Saved entries:

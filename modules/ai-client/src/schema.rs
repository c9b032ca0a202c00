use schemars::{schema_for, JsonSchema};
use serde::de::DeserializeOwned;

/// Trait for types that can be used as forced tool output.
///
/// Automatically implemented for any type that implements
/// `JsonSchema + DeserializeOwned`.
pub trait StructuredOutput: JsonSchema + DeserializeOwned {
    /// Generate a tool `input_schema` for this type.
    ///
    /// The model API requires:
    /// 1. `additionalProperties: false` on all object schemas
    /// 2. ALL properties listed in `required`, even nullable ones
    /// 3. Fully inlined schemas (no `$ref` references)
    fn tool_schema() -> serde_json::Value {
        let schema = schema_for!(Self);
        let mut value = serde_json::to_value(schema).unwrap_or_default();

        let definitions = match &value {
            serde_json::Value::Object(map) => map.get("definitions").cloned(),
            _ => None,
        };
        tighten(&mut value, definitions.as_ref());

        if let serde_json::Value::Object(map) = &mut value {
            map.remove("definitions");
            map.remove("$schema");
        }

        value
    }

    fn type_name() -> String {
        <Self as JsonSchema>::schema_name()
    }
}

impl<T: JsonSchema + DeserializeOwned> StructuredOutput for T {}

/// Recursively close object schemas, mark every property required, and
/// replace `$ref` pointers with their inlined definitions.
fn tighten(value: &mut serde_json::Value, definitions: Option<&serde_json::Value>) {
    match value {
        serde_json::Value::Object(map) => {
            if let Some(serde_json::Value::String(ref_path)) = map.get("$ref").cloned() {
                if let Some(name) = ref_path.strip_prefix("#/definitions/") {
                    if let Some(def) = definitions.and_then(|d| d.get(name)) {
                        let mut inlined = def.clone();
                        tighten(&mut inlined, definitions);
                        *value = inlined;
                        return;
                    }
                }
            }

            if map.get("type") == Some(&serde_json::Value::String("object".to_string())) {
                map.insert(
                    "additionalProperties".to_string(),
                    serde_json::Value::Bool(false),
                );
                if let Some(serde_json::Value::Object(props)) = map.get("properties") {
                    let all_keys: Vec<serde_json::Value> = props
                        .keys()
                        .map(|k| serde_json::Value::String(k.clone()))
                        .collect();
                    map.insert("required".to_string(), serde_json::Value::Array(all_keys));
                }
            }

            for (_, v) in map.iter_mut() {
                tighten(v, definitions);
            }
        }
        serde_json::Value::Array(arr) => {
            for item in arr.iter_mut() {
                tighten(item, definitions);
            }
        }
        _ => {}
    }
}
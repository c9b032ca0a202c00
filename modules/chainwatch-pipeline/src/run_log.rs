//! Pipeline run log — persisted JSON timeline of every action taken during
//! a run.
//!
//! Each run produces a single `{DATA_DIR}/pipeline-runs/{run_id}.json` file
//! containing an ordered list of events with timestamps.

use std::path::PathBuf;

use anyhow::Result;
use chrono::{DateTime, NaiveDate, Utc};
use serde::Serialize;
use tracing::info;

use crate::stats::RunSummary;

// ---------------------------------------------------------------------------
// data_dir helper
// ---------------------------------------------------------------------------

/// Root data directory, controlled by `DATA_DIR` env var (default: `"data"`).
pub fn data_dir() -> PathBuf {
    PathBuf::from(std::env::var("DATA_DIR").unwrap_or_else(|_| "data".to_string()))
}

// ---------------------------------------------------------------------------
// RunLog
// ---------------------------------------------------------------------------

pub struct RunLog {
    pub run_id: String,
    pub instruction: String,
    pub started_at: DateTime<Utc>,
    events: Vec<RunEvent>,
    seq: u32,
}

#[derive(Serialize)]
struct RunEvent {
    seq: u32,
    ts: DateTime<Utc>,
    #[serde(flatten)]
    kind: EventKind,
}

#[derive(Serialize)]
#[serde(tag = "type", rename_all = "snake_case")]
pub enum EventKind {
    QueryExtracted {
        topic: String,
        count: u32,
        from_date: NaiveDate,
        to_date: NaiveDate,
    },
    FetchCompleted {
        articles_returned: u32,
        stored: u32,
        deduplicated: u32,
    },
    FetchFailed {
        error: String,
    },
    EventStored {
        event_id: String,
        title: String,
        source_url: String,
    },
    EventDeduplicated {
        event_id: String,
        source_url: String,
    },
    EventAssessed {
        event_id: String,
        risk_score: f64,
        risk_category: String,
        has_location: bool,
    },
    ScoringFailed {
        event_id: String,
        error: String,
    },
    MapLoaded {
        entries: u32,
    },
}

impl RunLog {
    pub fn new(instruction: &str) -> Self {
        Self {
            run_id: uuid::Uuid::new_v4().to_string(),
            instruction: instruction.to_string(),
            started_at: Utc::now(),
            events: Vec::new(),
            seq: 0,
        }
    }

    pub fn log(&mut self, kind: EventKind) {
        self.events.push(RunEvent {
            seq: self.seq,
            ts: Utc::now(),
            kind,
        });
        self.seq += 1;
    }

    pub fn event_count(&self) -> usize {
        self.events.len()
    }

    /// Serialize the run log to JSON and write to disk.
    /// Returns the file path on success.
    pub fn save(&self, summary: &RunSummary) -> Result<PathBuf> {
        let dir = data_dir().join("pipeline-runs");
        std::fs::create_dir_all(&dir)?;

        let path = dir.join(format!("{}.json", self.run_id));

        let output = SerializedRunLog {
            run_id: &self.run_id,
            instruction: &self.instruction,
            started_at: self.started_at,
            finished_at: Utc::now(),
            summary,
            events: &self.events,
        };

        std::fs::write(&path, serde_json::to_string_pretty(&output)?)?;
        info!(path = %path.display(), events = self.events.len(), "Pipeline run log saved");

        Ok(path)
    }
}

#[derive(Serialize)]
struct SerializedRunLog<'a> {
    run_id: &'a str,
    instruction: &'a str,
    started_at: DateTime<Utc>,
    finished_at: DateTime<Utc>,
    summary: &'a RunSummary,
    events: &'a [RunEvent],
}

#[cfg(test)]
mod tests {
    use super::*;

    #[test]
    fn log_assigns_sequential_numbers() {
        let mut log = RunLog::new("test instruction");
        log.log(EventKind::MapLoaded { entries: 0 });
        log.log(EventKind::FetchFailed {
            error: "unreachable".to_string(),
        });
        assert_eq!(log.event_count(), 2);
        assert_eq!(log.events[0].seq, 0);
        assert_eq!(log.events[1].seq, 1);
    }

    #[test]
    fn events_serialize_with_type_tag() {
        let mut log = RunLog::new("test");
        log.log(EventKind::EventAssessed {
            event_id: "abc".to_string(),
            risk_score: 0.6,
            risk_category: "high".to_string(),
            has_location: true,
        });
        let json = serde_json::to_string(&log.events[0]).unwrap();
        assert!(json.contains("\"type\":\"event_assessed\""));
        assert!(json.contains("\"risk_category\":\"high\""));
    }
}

- _Work task_
Please copy, word for word, every line from the first line of the records through the line containing "let mut inlined", with both of those lines included and nothing else.

- _Task output_
filename modules/ai-client/src/schema.rs
repository c9b032ca0a202c00
use schemars::{schema_for, JsonSchema};
use serde::de::DeserializeOwned;

/// Trait for types that can be used as forced tool output.
///
/// Automatically implemented for any type that implements
/// `JsonSchema + DeserializeOwned`.
pub trait StructuredOutput: JsonSchema + DeserializeOwned {
    /// Generate a tool `input_schema` for this type.
    ///
    /// The model API requires:
    /// 1. `additionalProperties: false` on all object schemas
    /// 2. ALL properties listed in `required`, even nullable ones
    /// 3. Fully inlined schemas (no `$ref` references)
    fn tool_schema() -> serde_json::Value {
        let schema = schema_for!(Self);
        let mut value = serde_json::to_value(schema).unwrap_or_default();

        let definitions = match &value {
            serde_json::Value::Object(map) => map.get("definitions").cloned(),
            _ => None,
        };
        tighten(&mut value, definitions.as_ref());

        if let serde_json::Value::Object(map) = &mut value {
            map.remove("definitions");
            map.remove("$schema");
        }

        value
    }

    fn type_name() -> String {
        <Self as JsonSchema>::schema_name()
    }
}

impl<T: JsonSchema + DeserializeOwned> StructuredOutput for T {}

/// Recursively close object schemas, mark every property required, and
/// replace `$ref` pointers with their inlined definitions.
fn tighten(value: &mut serde_json::Value, definitions: Option<&serde_json::Value>) {
    match value {
        serde_json::Value::Object(map) => {
            if let Some(serde_json::Value::String(ref_path)) = map.get("$ref").cloned() {
                if let Some(name) = ref_path.strip_prefix("#/definitions/") {
                    if let Some(def) = definitions.and_then(|d| d.get(name)) {
                        let mut inlined = def.clone();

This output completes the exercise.